Dermalen Mitglied des Ständischen

Theaters

zu

Prag.

Kohlmarkt 514.

2t Stok.

Mein vielgeliebtes Leben!

Meine Briefe werden immer kürzer so wie meine Geduld, hoffentlich brauchen wir bald beide nicht mehr und sie können reißen. Muks, Muks! wenn du mich in dem Troubel sehen solltest.
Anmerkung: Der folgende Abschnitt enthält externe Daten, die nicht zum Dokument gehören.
//! Docstrings and method listings.

use crate::{MethodDefinition, MethodRegistry};

const ANY: &str = "any";

/// Usage line: the name followed by parameter names.
pub fn signature(name: &str, method: &MethodDefinition) -> String {
    let mut out = name.to_string();
    for param in &method.documentation.params {
        out.push(' ');
        out.push_str(&param.name);
    }
    out
}

/// Full documentation of one method.
///
/// ```text
/// add lhs rhs varname
///
/// Adds two numbers and writes it to a variable
///
/// Parameters:
///
/// lhs: The left hand side of the addition [number]
/// ...
/// ```
pub fn docstring(name: &str, method: &MethodDefinition) -> String {
    let doc = &method.documentation;
    let mut out = format!("{}\n\n{}", signature(name, method), doc.summary);
    if !doc.params.is_empty() {
        out.push_str("\n\nParameters:\n");
        for param in &doc.params {
            let kind = param.kind.as_deref().unwrap_or(ANY);
            out.push_str(&format!("\n{}: {} [{kind}]", param.name, param.description));
        }
    }
    out
}

/// One line per method, sorted by name: `name param: type ...`.
pub fn listing(registry: &MethodRegistry) -> String {
    registry
        .sorted()
        .into_iter()
        .map(|(name, method)| {
            let mut line = name.to_string();
            for param in &method.documentation.params {
                let kind = param.kind.as_deref().unwrap_or(ANY);
                line.push_str(&format!(" {}: {kind}", param.name));
            }
            line
        })
        .collect::<Vec<_>>()
        .join("\n")
}

#[cfg(test)]
mod tests {
    use super::*;
    use crate::{Documentation, MethodGroup};
    use pretty_assertions::assert_eq;

    #[test]
    fn docstring_with_parameters() {
        let registry = MethodRegistry::stock();
        let Some(goto) = registry.get("goto") else {
            panic!("goto is a stock method");
        };
        assert_eq!(
            docstring("goto", goto),
            "goto cond line\n\n\
             Jump to a different part of the code if the condition is met\n\n\
             Parameters:\n\n\
             cond: The condition to check [0 or 1]\n\
             line: The line to go to [number]"
        );
    }

    #[test]
    fn docstring_without_parameters() {
        let registry = MethodRegistry::stock();
        let Some(flush) = registry.get("flush") else {
            panic!("flush is a stock method");
        };
        assert_eq!(
            docstring("flush", flush),
            "flush\n\nFlushes out the previously called print statements"
        );
    }

    #[test]
    fn untyped_parameters_render_as_any() {
        let registry = MethodRegistry::stock();
        let Some(print) = registry.get("print") else {
            panic!("print is a stock method");
        };
        assert!(docstring("print", print).ends_with("value: Any value [any]"));
    }

    #[test]
    fn listing_is_sorted_with_types() {
        let registry = MethodRegistry::merge([MethodGroup::new("t")
            .with(
                "b",
                MethodDefinition::new(Documentation::new("b"), |_, _| Ok(())),
            )
            .with(
                "a",
                MethodDefinition::new(
                    Documentation::new("a")
                        .typed_param("n", "", "number")
                        .param("v", ""),
                    |_, _| Ok(()),
                ),
            )]);
        assert_eq!(listing(&registry), "a n: number v: any\nb");
    }
}
//! Output sink for `flush` and `dump`.
//!
//! The log buffer lives in the [`Context`](crate::Context); flushing hands
//! its contents to a print handler:
//! - Stdout: the `quark` binary (default)
//! - Buffer: tests and embedders that want to inspect output
//! - Silent: discard everything
//!
//! Enum dispatch, no trait objects.

use std::sync::Arc;

use parking_lot::Mutex;

/// Print handler that captures flushed lines in memory.
#[derive(Debug, Default)]
pub struct BufferPrintHandler {
    buffer: Mutex<String>,
}

impl BufferPrintHandler {
    pub fn new() -> Self {
        Self::default()
    }

    pub fn println(&self, msg: &str) {
        let mut buf = self.buffer.lock();
        buf.push_str(msg);
        buf.push('\n');
    }

    /// Everything captured so far.
    pub fn output(&self) -> String {
        self.buffer.lock().clone()
    }

    pub fn clear(&self) {
        self.buffer.lock().clear();
    }
}

/// Where flushed output goes.
#[derive(Debug)]
pub enum PrintHandler {
    Stdout,
    Buffer(BufferPrintHandler),
    Silent,
}

impl PrintHandler {
    /// Emit one line.
    pub fn println(&self, msg: &str) {
        match self {
            Self::Stdout => println!("{msg}"),
            Self::Buffer(h) => h.println(msg),
            Self::Silent => {}
        }
    }

    /// Captured output. Empty for handlers that don't capture.
    pub fn output(&self) -> String {
        match self {
            Self::Buffer(h) => h.output(),
            Self::Stdout | Self::Silent => String::new(),
        }
    }

    /// Drop captured output; no-op for handlers that don't capture.
    pub fn clear(&self) {
        if let Self::Buffer(h) = self {
            h.clear();
        }
    }
}

/// Print handler shared between an interpreter and whoever reads its output.
pub type SharedPrintHandler = Arc<PrintHandler>;

pub fn stdout_handler() -> SharedPrintHandler {
    Arc::new(PrintHandler::Stdout)
}

pub fn buffer_handler() -> SharedPrintHandler {
    Arc::new(PrintHandler::Buffer(BufferPrintHandler::new()))
}

pub fn silent_handler() -> SharedPrintHandler {
    Arc::new(PrintHandler::Silent)
}
//! Error types for resolution and execution.
//!
//! Parse errors are collected across a whole program and reported together;
//! any of them prevents execution. Runtime errors abort the running program
//! immediately and carry the line they happened on.

use std::fmt;
use std::time::Duration;

/// A problem found while resolving one source line.
#[derive(Clone, Debug, PartialEq, Eq, thiserror::Error)]
pub enum ParseError {
    /// The leading token does not name a registered method.
    #[error("{name} at line {line} is not defined")]
    UndefinedInstruction { name: String, line: usize },
    /// The line supplies the wrong number of arguments.
    #[error(
        "{name} at line {line} has invalid argument count (has: {found}, expected: {expected})"
    )]
    ArgumentCount {
        name: String,
        line: usize,
        found: usize,
        expected: usize,
    },
    /// An argument token failed classification.
    #[error("token '{token}' at line {line} cannot be parsed")]
    UnparsableToken { token: String, line: usize },
}

impl ParseError {
    /// The 1-based source line the error refers to.
    pub fn line(&self) -> usize {
        match self {
            ParseError::UndefinedInstruction { line, .. }
            | ParseError::ArgumentCount { line, .. }
            | ParseError::UnparsableToken { line, .. } => *line,
        }
    }
}

/// Every parse error of one program, in line order.
///
/// Displays as the individual messages joined by newlines.
#[derive(Clone, Debug, PartialEq, Eq)]
pub struct ParseErrors(Vec<ParseError>);

impl ParseErrors {
    pub fn new(errors: Vec<ParseError>) -> Self {
        ParseErrors(errors)
    }

    pub fn errors(&self) -> &[ParseError] {
        &self.0
    }

    pub fn len(&self) -> usize {
        self.0.len()
    }

    pub fn is_empty(&self) -> bool {
        self.0.is_empty()
    }
}

impl fmt::Display for ParseErrors {
    fn fmt(&self, f: &mut fmt::Formatter<'_>) -> fmt::Result {
        for (i, error) in self.0.iter().enumerate() {
            if i > 0 {
                f.write_str("\n")?;
            }
            write!(f, "{error}")?;
        }
        Ok(())
    }
}

impl std::error::Error for ParseErrors {}

/// A fatal condition raised while a program runs.
#[derive(Clone, Debug, PartialEq, Eq, thiserror::Error)]
pub enum RuntimeError {
    /// An instruction tried to write into something that is not a variable.
    #[error("{target} is not a valid variable name")]
    InvalidTarget { target: String },
    /// A jump target that is not a positive integer.
    #[error("{target} is not a valid jump target")]
    InvalidJumpTarget { target: String },
    /// A heap address that is not a non-negative integer.
    #[error("{address} is not a valid heap address")]
    InvalidAddress { address: String },
    /// An allocation amount that is not a non-negative integer.
    #[error("{amount} is not a valid allocation amount")]
    InvalidAmount { amount: String },
    #[error("heap cannot grow to {requested} slots (limit is {limit})")]
    HeapLimitExceeded { requested: usize, limit: usize },
    /// A handler received a different number of operands than it declares.
    #[error("expected {expected} arguments, got {found}")]
    ArityMismatch { expected: usize, found: usize },
    #[error("step budget of {budget} exceeded")]
    StepBudgetExceeded { budget: u64 },
    #[error("execution exceeded the timeout of {timeout:?}")]
    TimeoutExceeded { timeout: Duration },
    /// Raised by embedder-defined handlers.
    #[error("{message}")]
    Custom { message: String },
}

impl RuntimeError {
    pub fn custom(message: impl Into<String>) -> Self {
        RuntimeError::Custom {
            message: message.into(),
        }
    }
}

/// Failure of one `execute` call.
#[derive(Clone, Debug, PartialEq, Eq, thiserror::Error)]
pub enum ExecError {
    /// Nothing ran; the context is untouched.
    #[error("{0}")]
    Parse(#[from] ParseErrors),
    /// Execution stopped at `line`; earlier effects remain.
    #[error("runtime error at line {line}: {source}")]
    Runtime { line: usize, source: RuntimeError },
}
//! Quark command-line front end.
//!
//! The `quark` binary is a thin argument matcher over [`commands`]; the
//! commands themselves return values and errors so they can be tested
//! without spawning a process.

pub mod commands;
pub mod config;
mod error;
pub mod repl;
mod tracing_setup;

pub use config::RunConfig;
pub use error::CliError;
pub use repl::Repl;
pub use tracing_setup::init_tracing;
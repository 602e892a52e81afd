//! Jumps. The only control flow Quark has.

use crate::{fixed_args, Documentation, MethodDefinition, MethodGroup};

pub fn control() -> MethodGroup {
    MethodGroup::new("control")
        .with(
            "goto",
            MethodDefinition::new(
                Documentation::new("Jump to a different part of the code if the condition is met")
                    .typed_param("cond", "The condition to check", "0 or 1")
                    .typed_param("line", "The line to go to", "number"),
                |ctx, args| {
                    let [cond, line] = fixed_args::<2>(args)?;
                    if ctx.resolve(cond).as_number() > 0.0 {
                        let target = ctx.resolve(line);
                        ctx.jump_to(&target)?;
                    }
                    Ok(())
                },
            ),
        )
        .with(
            "jump",
            MethodDefinition::new(
                Documentation::new("Jump to a different part of the code")
                    .typed_param("line", "The line to go to", "number"),
                |ctx, args| {
                    let [line] = fixed_args::<1>(args)?;
                    let target = ctx.resolve(line);
                    ctx.jump_to(&target)
                },
            ),
        )
}
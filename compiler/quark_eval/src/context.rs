//! Execution context: the mutable state of one interpreter.
//!
//! Handlers see the context through the primitives defined here. Variables
//! and the heap persist across `execute` calls; the program counter is reset
//! at the start of each successful one.

use std::fmt;

use rustc_hash::FxHashMap;

use crate::{MethodRegistry, Operand, RuntimeError, SharedPrintHandler, Value};

pub struct Context {
    variables: FxHashMap<String, Value>,
    /// Zero-indexed; unwritten slots hold `Value::Empty`.
    heap: Vec<Value>,
    log: String,
    /// 1-based line of the step being executed.
    counter: usize,
    registry: MethodRegistry,
    print_handler: SharedPrintHandler,
    heap_limit: usize,
}

impl Context {
    pub(crate) fn new(
        registry: MethodRegistry,
        print_handler: SharedPrintHandler,
        heap_limit: usize,
    ) -> Self {
        Context {
            variables: FxHashMap::default(),
            heap: Vec::new(),
            log: String::new(),
            counter: 1,
            registry,
            print_handler,
            heap_limit,
        }
    }

    // Variables

    /// Value of an operand. Undefined variables resolve to `Empty`.
    pub fn resolve(&self, operand: &Operand) -> Value {
        match operand {
            Operand::Number(n) => Value::Number(*n),
            Operand::Str(s) => Value::Str(s.clone()),
            Operand::Var(name) => self.variables.get(name).cloned().unwrap_or_default(),
        }
    }

    pub fn variable(&self, name: &str) -> Option<&Value> {
        self.variables.get(name)
    }

    /// Copy the current value of `value` into the variable `target`.
    ///
    /// Writing a variable into another copies; no aliasing.
    pub fn write_variable(&mut self, target: &Operand, value: &Operand) -> Result<(), RuntimeError> {
        let value = self.resolve(value);
        self.assign(target, value)
    }

    /// Store an already computed value into the variable `target`.
    pub fn assign(&mut self, target: &Operand, value: Value) -> Result<(), RuntimeError> {
        let Operand::Var(name) = target else {
            return Err(RuntimeError::InvalidTarget {
                target: target.to_string(),
            });
        };
        self.set_variable(name.clone(), value);
        Ok(())
    }

    /// Set a variable by name, bypassing the operand check.
    pub fn set_variable(&mut self, name: impl Into<String>, value: Value) {
        self.variables.insert(name.into(), value);
    }

    // Heap

    /// Slot `index`, or `Empty` when unset or out of bounds.
    pub fn heap_read(&self, index: usize) -> Value {
        self.heap.get(index).cloned().unwrap_or_default()
    }

    /// Store `value` at `index`, growing the heap so the index exists.
    pub fn heap_write(&mut self, index: usize, value: Value) -> Result<(), RuntimeError> {
        if index >= self.heap.len() {
            self.resize_heap(index.saturating_add(1))?;
        }
        self.heap[index] = value;
        Ok(())
    }

    pub fn heap_size(&self) -> usize {
        self.heap.len()
    }

    /// Append `amount` empty slots.
    pub fn grow(&mut self, amount: usize) -> Result<(), RuntimeError> {
        self.resize_heap(self.heap.len().saturating_add(amount))
    }

    fn resize_heap(&mut self, len: usize) -> Result<(), RuntimeError> {
        if len > self.heap_limit {
            return Err(RuntimeError::HeapLimitExceeded {
                requested: len,
                limit: self.heap_limit,
            });
        }
        self.heap.resize(len, Value::Empty);
        Ok(())
    }

    /// Resolve `operand` to a heap address.
    pub fn address(&self, operand: &Operand) -> Result<usize, RuntimeError> {
        let value = self.resolve(operand);
        value.as_index().ok_or_else(|| RuntimeError::InvalidAddress {
            address: value.to_string(),
        })
    }

    // Log buffer

    pub fn append(&mut self, text: &str) {
        self.log.push_str(text);
    }

    /// Pending, unflushed output.
    pub fn log(&self) -> &str {
        &self.log
    }

    /// Emit the log buffer as one line and clear it.
    pub fn flush(&mut self) {
        self.print_handler.println(&self.log);
        self.log.clear();
    }

    // Program counter

    pub fn counter(&self) -> usize {
        self.counter
    }

    /// Set the raw counter. The engine adds one after the current step.
    pub fn set_counter(&mut self, counter: usize) {
        self.counter = counter;
    }

    /// Continue execution at `line` (1-based) after the current step.
    pub fn jump_to(&mut self, line: &Value) -> Result<(), RuntimeError> {
        match line.as_index() {
            Some(target) if target >= 1 => {
                self.counter = target - 1;
                Ok(())
            }
            _ => Err(RuntimeError::InvalidJumpTarget {
                target: line.to_string(),
            }),
        }
    }

    // Environment

    pub fn registry(&self) -> &MethodRegistry {
        &self.registry
    }

    pub fn print_handler(&self) -> &SharedPrintHandler {
        &self.print_handler
    }

    /// Multi-line debug rendering used by `dump`.
    ///
    /// Variables are sorted by name so the output is stable.
    pub fn dump(&self) -> String {
        let mut variables: Vec<_> = self.variables.iter().collect();
        variables.sort_unstable_by(|a, b| a.0.cmp(b.0));
        let mut out = format!("counter: {}\nvariables:", self.counter);
        for (name, value) in variables {
            out.push_str(&format!("\n  {name} = {value:?}"));
        }
        out.push_str(&format!("\nheap: {:?}\nlogs: {:?}", self.heap, self.log));
        out
    }
}

impl fmt::Debug for Context {
    fn fmt(&self, f: &mut fmt::Formatter<'_>) -> fmt::Result {
        f.debug_struct("Context")
            .field("variables", &self.variables)
            .field("heap", &self.heap)
            .field("log", &self.log)
            .field("counter", &self.counter)
            .field("methods", &self.registry.len())
            .finish_non_exhaustive()
    }
}

#[cfg(test)]
mod tests;
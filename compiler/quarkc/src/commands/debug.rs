//! The `lex` command: show how each line is tokenized and classified.

use std::fmt::Write as _;

use quark_lexer::{classify, lines, LineKind};

use super::read_file;
use crate::CliError;

/// Render the classified tokens of every code line.
///
/// The first token of a line is the instruction name and is shown as-is;
/// the rest are shown as operands, or as `<unparsable ..>`.
pub fn lex_source(source: &str) -> String {
    let mut out = String::new();
    for line in lines(source) {
        if line.kind() != LineKind::Code {
            continue;
        }
        let _ = write!(out, "{:>4}:", line.number);
        let mut tokens = line.tokens();
        if let Some(name) = tokens.next() {
            let _ = write!(out, " {}", name.text);
        }
        for token in tokens {
            match classify(token.text) {
                Ok(operand) => {
                    let _ = write!(out, " {operand:?}");
                }
                Err(bad) => {
                    let _ = write!(out, " <unparsable {}>", bad.token);
                }
            }
        }
        out.push('\n');
    }
    out
}

pub fn lex_file(path: &str) -> Result<String, CliError> {
    let source = read_file(path)?;
    Ok(format!("Tokens for '{path}':\n{}", lex_source(&source)))
}
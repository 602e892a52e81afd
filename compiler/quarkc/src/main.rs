//! Quark CLI

use quark_eval::stdout_handler;
use quarkc::commands::{check_file, lex_file, method_doc, method_listing, run_file};
use quarkc::{init_tracing, CliError, Repl, RunConfig};

fn main() {
    init_tracing();

    let args: Vec<String> = std::env::args().collect();
    let command = args.get(1).map_or("repl", String::as_str);

    let outcome = match command {
        "repl" => run_repl(),
        "run" => {
            if args.len() < 3 {
                eprintln!("Usage: quark run <file> [options]");
                eprintln!();
                eprintln!("Options:");
                eprintln!("  --max-steps=<n>     Stop after n steps");
                eprintln!("  --timeout-ms=<n>    Stop after n milliseconds");
                eprintln!("  --heap-limit=<n>    Maximum heap length in slots (always on, default 1048576)");
                std::process::exit(1);
            }
            RunConfig::parse(&args[2..])
                .and_then(|config| run_file(&config, stdout_handler()).map(|_| ()))
        }
        "check" => {
            if args.len() < 3 {
                eprintln!("Usage: quark check <file>");
                std::process::exit(1);
            }
            check_file(&args[2]).map(|report| println!("{report}"))
        }
        "lex" => {
            if args.len() < 3 {
                eprintln!("Usage: quark lex <file>");
                std::process::exit(1);
            }
            lex_file(&args[2]).map(|tokens| print!("{tokens}"))
        }
        "methods" => {
            println!("{}", method_listing());
            Ok(())
        }
        "doc" => {
            if args.len() < 3 {
                eprintln!("Usage: quark doc <method>");
                std::process::exit(1);
            }
            method_doc(&args[2]).map(|doc| println!("{doc}"))
        }
        "help" | "--help" | "-h" => {
            print_usage();
            Ok(())
        }
        "version" | "--version" | "-v" => {
            println!("Quark {}", env!("CARGO_PKG_VERSION"));
            Ok(())
        }
        _ => {
            eprintln!("Unknown command: {command}");
            eprintln!();
            print_usage();
            std::process::exit(1);
        }
    };

    if let Err(err) = outcome {
        eprintln!("{err}");
        std::process::exit(1);
    }
}

fn run_repl() -> Result<(), CliError> {
    let mut repl = Repl::new(stdout_handler());
    let stdin = std::io::stdin();
    repl.run(stdin.lock(), std::io::stdout())
        .map_err(|source| CliError::Io {
            path: "<stdin>".into(),
            source,
        })
}

fn print_usage() {
    println!("Quark");
    println!();
    println!("Usage: quark [command] [options]");
    println!();
    println!("Commands:");
    println!("  repl                Start the interactive shell (default)");
    println!("  run <file>          Execute a Quark program");
    println!("  check <file>        Resolve a program without running it");
    println!("  lex <file>          Show the classified tokens of each line");
    println!("  methods             List the stock methods");
    println!("  doc <method>        Show the documentation of a method");
    println!("  help                Show this help message");
    println!("  version             Show version information");
    println!();
    println!("Run options:");
    println!("  --max-steps=<n>     Stop after n steps");
    println!("  --timeout-ms=<n>    Stop after n milliseconds");
    println!("  --heap-limit=<n>    Maximum heap length in slots (always on, default 1048576)");
    println!();
    println!("Examples:");
    println!("  quark run countdown.qk");
    println!("  quark run loop.qk --max-steps=10000");
    println!("  quark doc goto");
    println!("  RUST_LOG=quark_eval=trace quark run countdown.qk");
}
Z. B: jezt schreibe ich in einer Staubwolke da neben mir gesägt und gehämert wird, und in den andern Zimmern wegen der Maurer gar nicht unterzukommen ist.

d: 16t hatte ich zum erstenmale meinen neuen Chor in der Probe. auch ein starkes Stük Arbeit*. Abends gearbeitet, und Conf: mit Graf Vizthum.

d: 17t um 10 Uhr Pr: dann vergeblich zum Minister, um 3 Uhr wieder, wo er sehr artig war, dann Probe von der Ahnfrau. zu Kind. d: 18t Probe. herumgelaufen wegen einem HofKleid, und wegen der Cantate Conferenz, es ist zum toll werden der eine ital: Dichter will es nicht machen, und der andere ist heute aufs Land*, und mir ist jeder Augenblik so kostbar. Gestern überraschten mich auch Pompes die dir viele Grüße bringen werden, und wo der Vater die Zerstörung bei mir gesehen hat.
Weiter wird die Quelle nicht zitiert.